Sunday, April 19, 2015

The IMF on Investment since 2008

Vox today has a useful piece by five IMF economists on the behavior of business investment during and since the Great Recession. [1] From my point of view, there are three important points here.


1. The most important difference between this cycle and previous ones is the larger fall and slower recovery of private investment. This has always been my view, and I think it's an especially important point for heterodox folks to take on board because there has been such (excessive, in my opinion) emphasis on the inequality-consumption link in explaining persistent demand weakness.

This relationship between output and investment is consistent with previous recessions: 
business investment has deviated little from what could be expected given the weakness in economic activity. In other words, firms have reacted to weak sales – both current and prospective – by reducing capital spending. Indeed, in surveys, businesses typically report lack of customer demand as the dominant challenge they face.
In other words, the old Keynesian "accelerator" story explains the bulk of the shortfall in investment since 2008.

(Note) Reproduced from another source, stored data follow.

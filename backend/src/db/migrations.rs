use anyhow::{Context, Result};
use sqlx::PgPool;

/// Applies the embedded schema for profiles, support requests, chats and
/// messages.
pub async fn run_migrations(pool: &PgPool) -> Result<()> {
    let migrator = sqlx::migrate!("./migrations");
    migrator
        .run(pool)
        .await
        .context("failed to apply helpdesk migrations")?;
    tracing::info!("Schema is up to date ({} migrations)", migrator.iter().count());
    Ok(())
}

2. Historically, deviations in output and investment has been persistent; there is no tendency for recessions to be followed by a return to the previous trend. 

The blue line shows the behavior of output and investment in recessions historically, relative to the pre-recession trend. Note that is no tendency for the gap to close, as much as six years after the previous peak.

The authors don't emphasize this point, but it is important. If we look at recessions across a range of industrialized countries, on average the output losses are permanent. There is no tendency for output to return to the pre-trend. If this is true, there's no basis for the conventional distinction between a demand-determined "short run" and a supply-determined "long run." There is just one dynamic process. Steve Fazzari has reached this same conclusion, as I've written about here. Roger Farmer has just posted an econometric demonstration that in the postwar US, output changes are persistent -- there is no tendency to return to a trend.


 3. There's no reason to think that the investment deficit is explained by financial constraints. I should say frankly that the paper didn't move my priors much at all on this point, but it's still interesting that that's what it says. By their estimates, firms in more "financially-dependent" sectors (this is a standard technique, but whatever) initially reduced investment more than firms in less financially-dependent sectors, but as of 2013 investment in both groups of firms were the same 40 percent below the pre-crisis trend. If you believe these results -- and again, I don't put much weight on them, except as an indicator of the IMF flavor of received opinion -- then while tighter credit may have helped trigger the crisis, it cannot explain the persistent weakness of demand. Or from a policy perspective -- and the authors do say this -- measures to improve access to credit are unlikely to achieve much, at least relative to measures to boost demand.


Investment by sector

So these are features it might be nice to incorporate into a macro model -- investment determined mainly by (changes in) current output; a single system of demand-based dynamics, as opposed to a short-run demand story and a long-run supply-based steady state growth path; a possibility of multiple equilibria, such that (let's say) a temporary interruption of credit flows can produce a persistent reduction in output.  On one level I don't especially trust these results. But on another level, I think they provide a good set of stylized facts that macro models should aspire to parsimoniously explain. 

[1] The European Vox, not the Klein-Yglesias one.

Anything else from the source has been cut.